#### Data

// ==========================================
// 饲料配方优化系统 - 配方策略
// ==========================================
// 职责: 可选类别 + 类别添加上限 + 上限松弛量
// 口径: 类别上限作用于该类别下的每个原料（非类别合计）
// ==========================================

use crate::domain::error::ConfigurationError;
use crate::domain::types::{Category, Nutrient};
use serde::{Deserialize, Serialize};
use std::collections::{BTreeMap, BTreeSet};

// ==========================================
// Eligibility - 可选类别
// ==========================================
#[derive(Debug, Clone, PartialEq, Eq, Default, Serialize, Deserialize)]
#[serde(tag = "mode", content = "categories", rename_all = "snake_case")]
pub enum Eligibility {
    #[default]
    All, // 混合配方（含未分类原料）
    ConcentrateOnly,
    FodderOnly,
    Categories(BTreeSet<Category>),
}

impl Eligibility {
    /// 展开为类别集合
    pub fn categories(&self) -> BTreeSet<Category> {
        match self {
            Eligibility::All => Category::ALL.into_iter().collect(),
            Eligibility::ConcentrateOnly => BTreeSet::from([Category::Concentrate]),
            Eligibility::FodderOnly => BTreeSet::from([Category::Fodder]),
            Eligibility::Categories(set) => set.clone(),
        }
    }

    pub fn admits(&self, category: Category) -> bool {
        match self {
            Eligibility::All => true,
            Eligibility::ConcentrateOnly => category == Category::Concentrate,
            Eligibility::FodderOnly => category == Category::Fodder,
            Eligibility::Categories(set) => set.contains(&category),
        }
    }
}

// ==========================================
// RationPolicy - 配方策略
// ==========================================
#[derive(Debug, Clone, PartialEq, Serialize, Deserialize)]
pub struct RationPolicy {
    #[serde(default)]
    pub eligibility: Eligibility,

    /// 单原料最大添加比例（按类别查表）
    #[serde(default = "default_category_caps")]
    pub category_caps: BTreeMap<Category, f64>,

    /// 粗蛋白上限松弛量: 上限 = 下限 + slack
    #[serde(default)]
    pub protein_slack: Option<f64>,

    /// 粗纤维上限松弛量: 上限 = 下限 + slack
    #[serde(default)]
    pub fibre_slack: Option<f64>,
}

fn default_category_caps() -> BTreeMap<Category, f64> {
    Category::ALL
        .into_iter()
        .filter_map(|c| c.default_cap().map(|cap| (c, cap)))
        .collect()
}

impl Default for RationPolicy {
    fn default() -> Self {
        Self {
            eligibility: Eligibility::All,
            category_caps: default_category_caps(),
            protein_slack: None,
            fibre_slack: None,
        }
    }
}

impl RationPolicy {
    pub fn concentrate_only() -> Self {
        Self::default().with_eligibility(Eligibility::ConcentrateOnly)
    }

    pub fn fodder_only() -> Self {
        Self::default().with_eligibility(Eligibility::FodderOnly)
    }

    /// 不设任何类别上限
    pub fn uncapped() -> Self {
        Self {
            category_caps: BTreeMap::new(),
            ..Self::default()
        }
    }

    pub fn with_eligibility(mut self, eligibility: Eligibility) -> Self {
        self.eligibility = eligibility;
        self
    }

    pub fn with_cap(mut self, category: Category, cap: f64) -> Self {
        self.category_caps.insert(category, cap);
        self
    }

    pub fn without_cap(mut self, category: Category) -> Self {
        self.category_caps.remove(&category);
        self
    }

    pub fn with_protein_slack(mut self, slack: f64) -> Self {
        self.protein_slack = Some(slack);
        self
    }

    pub fn with_fibre_slack(mut self, slack: f64) -> Self {
        self.fibre_slack = Some(slack);
        self
    }

    pub fn cap_for(&self, category: Category) -> Option<f64> {
        self.category_caps.get(&category).copied()
    }

    pub fn slack_for(&self, nutrient: Nutrient) -> Option<f64> {
        match nutrient {
            Nutrient::CrudeProtein => self.protein_slack,
            Nutrient::Fibre => self.fibre_slack,
            Nutrient::Energy | Nutrient::Calcium => None,
        }
    }

    /// 校验策略取值
    pub fn validate(&self) -> Result<(), ConfigurationError> {
        if let Eligibility::Categories(set) = &self.eligibility {
            if set.is_empty() {
                return Err(ConfigurationError::EmptyCategorySet);
            }
        }

        for (category, cap) in &self.category_caps {
            if !cap.is_finite() || !(0.0..=1.0).contains(cap) {
                return Err(ConfigurationError::InvalidCap {
                    category: category.to_string(),
                    value: *cap,
                });
            }
        }

        for (field, slack) in [("protein", self.protein_slack), ("fibre", self.fibre_slack)] {
            if let Some(value) = slack {
                if !value.is_finite() || value < 0.0 {
                    return Err(ConfigurationError::InvalidSlack {
                        field: field.to_string(),
                        value,
                    });
                }
            }
        }
        Ok(())
    }
}
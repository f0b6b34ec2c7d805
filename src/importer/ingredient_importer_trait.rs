// ==========================================
// 饲料配方优化系统 - 原料导入 Trait
// ==========================================
// 职责: 定义原料导入接口（不包含实现）
// ==========================================

use crate::domain::ingredient::IngredientRow;
use crate::importer::error::ImportResult;
use crate::importer::file_parser::ParsedSheet;
use crate::importer::ingredient_importer_impl::ImportedBatch;
use async_trait::async_trait;
use std::path::Path;

// ==========================================
// IngredientImporter Trait
// ==========================================
// 用途: 原料导入主接口
// 实现者: IngredientImporterImpl
#[async_trait]
pub trait IngredientImporter: Send + Sync {
    /// 从文件导入原料行（CSV / Excel,按扩展名分派）
    ///
    /// # 返回
    /// - Ok(ImportedBatch): 批次（含批次 ID、行数据、耗时）
    /// - Err: 文件读取/解析错误
    ///
    /// # 说明
    /// - 只解析与映射,不做校验; 校验在合并进目录时整批进行
    async fn import_file(&self, file_path: &Path) -> ImportResult<ImportedBatch>;

    /// 批量导入多个文件（并发执行）
    ///
    /// # 说明
    /// - 每个文件独立导入,某个文件失败不影响其他文件
    /// - 结果顺序与输入顺序一致
    async fn batch_import(&self, file_paths: &[&Path]) -> Vec<ImportResult<ImportedBatch>>;
}

// ==========================================
// FileParser Trait
// ==========================================
// 用途: 文件解析接口
// 实现者: CsvParser, ExcelParser, UniversalFileParser
pub trait FileParser: Send + Sync {
    /// 解析文件为表头 + 原始行记录
    fn parse(&self, file_path: &Path) -> ImportResult<ParsedSheet>;
}

// ==========================================
// FieldMapper Trait
// ==========================================
// 用途: 字段映射接口
// 实现者: HeaderAliasMapper
pub trait FieldMapper: Send + Sync {
    /// 将解析结果映射为 IngredientRow 列表
    ///
    /// # 约定
    /// - 表头中不存在的列 → None
    /// - 表头存在但该行单元格缺失/为空 → Some("")
    fn map_sheet(&self, sheet: &ParsedSheet) -> Vec<IngredientRow>;
}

########

# Exercise goal:
What lines in the listing above hold the string "Deserialize"? List them.

# Task answer:
use serde::{Deserialize, Serialize};
#[derive(Debug, Clone, PartialEq, Eq, Default, Serialize, Deserialize)]
#[derive(Debug, Clone, PartialEq, Serialize, Deserialize)]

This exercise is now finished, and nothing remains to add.